Frankfurt Trade Fair Hall
Messe Frankfurt GmbH
Grimshaw Architects, London
The Messe is an internationally renowned trade fair area located in the centre of Frankfurt-am-Main. The new Messehalle was commissioned in early 2000, following an international architectural competition in October 1999. Grimshaw's winning design completes the southern perimeter of a large urban square known as the 'Agora', presenting a 165m long, fully glazed elevation to this busy public space.
Designing the maximum enclosed area with optimum efficiency has always been a trademark of Nicholas Grimshaw & Partners and the design of the Messehalle is the latest manifestation of a continuous line of architectural thinking. The structure spans the length rather than the width of the building to present an open facade to the public square it fronts, creating what is possibly the largest column-free space in Europe.
The larger the contained volume for a given area and weight of structure, the more efficient the building. Laid out over two storeys, the new Messehalle comprises 40,000 sq m of exhibition space, fed by twin blocks of four-storey foyer access, one occupying each short side. The design is refined to its essentials: strikingly efficient and cost effective.
Structural steel members are organised to form a single continuous folding grid of members in one plane, but with compressive and tensile zones clearly distinguished. The former constitutes a series of anticlastic tensile nets that occupy the lower convex parts of the roof geometry. The latter consists of a series of tubular gridshells and occupies the upper concave portions. This principle is only broken at the long edges where the compressive gridshell is brought down into the perimeter valleys.
A building this size must have a landmark presence, and the soaring roof of the Messehalle is the principal signifier of that presence in the Frankfurt Agora. The roof is essentially a single, giant, folded plate structure formed from a continuous network of welded steel tubes spanning 165m. Its deck is formed from stressed skin prefabricated panels consisting of two profiled steel decks riveted together with their troughs aligned in opposite directions. Owing to the structural geometry, these are manufactured with an in-built twist. However, because of the repeating nature of the roof, there are only sixty different panel types, keeping manufacturing costs to an absolute minimum.

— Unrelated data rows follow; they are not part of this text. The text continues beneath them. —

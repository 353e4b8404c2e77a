use std::path::Path;

/// How a source line is marked in its editor
#[derive(Debug, Clone, Copy, PartialEq, Eq, Hash)]
pub enum LineColor {
    /// Disabled breakpoint
    Inactive,
    /// Enabled breakpoint
    Active,
    /// Breakpoint that was just hit
    Current,
    /// Program counter, not at a breakpoint
    CurrentPC,
}

/// Where the controller marks source lines. `line` is 0-based.
pub trait SourceDisplay: Send + Sync {
    /// Set or, with `None`, clear the color of a line
    fn set_line_color(&self, path: &Path, line: usize, color: Option<LineColor>);
}

/// Display that ignores every mark
#[derive(Debug, Default, Clone, Copy)]
pub struct NoDisplay;

impl SourceDisplay for NoDisplay {
    fn set_line_color(&self, _path: &Path, _line: usize, _color: Option<LineColor>) {}
}
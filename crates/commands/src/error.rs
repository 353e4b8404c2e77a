//! Error types for dispatching commands.

use std::io;

/// Errors that stop a command before any process is started.
#[derive(Debug, thiserror::Error)]
pub enum CommandError {
    /// No command is registered under this label.
    #[error("unknown command {0}")]
    UnknownCommand(String),

    /// Labels have the form `Category: Name`.
    #[error("invalid command label '{0}', expected 'Category: Name'")]
    InvalidLabel(String),

    /// The user declined the confirmation for this command.
    #[error("{0} was not confirmed")]
    Confirm(String),

    /// The templates need prompt answers which were not given.
    #[error(transparent)]
    BadTemplate(#[from] argvars::BindError),

    /// The command references the active file but there is none.
    #[error("{0} needs an active editor view, but none is open")]
    NoActiveBuffer(String),

    /// The operating system refused to create the process.
    #[error("could not start `{program}`: {source}")]
    Spawn {
        program: String,
        #[source]
        source: io::Error,
    },
}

The roof is as lean as it could possibly be and performs many jobs at once. The total available area for acoustic absorption is maximised by the undulating and twisting inner surface. With the structural tubes half-covered by the inner skin, there are no upward facing surfaces that could collect dust: a vital point in such a large hall.
The roof is lower than a more conventional arched structure, meaning that the volume of air to be treated is less. However, this air still contains high individual air reservoirs, vital for passive ventilation and smoke control. Clerestory glazing draws daylight deep into the heart of the building, accentuating the clarity and integrity of a roofline that is unimpeded by plants and service ducts. These are absorbed into the double-deck that separates the upper and lower exhibition halls. This deck also accommodates the high-level pedestrian access route that serves the existing Messe, creating a loggia that overlooks the Agora. This ensures that the magnificent Messehalle remains relevant to its immediate context and is very much a public building in a vibrant city centre.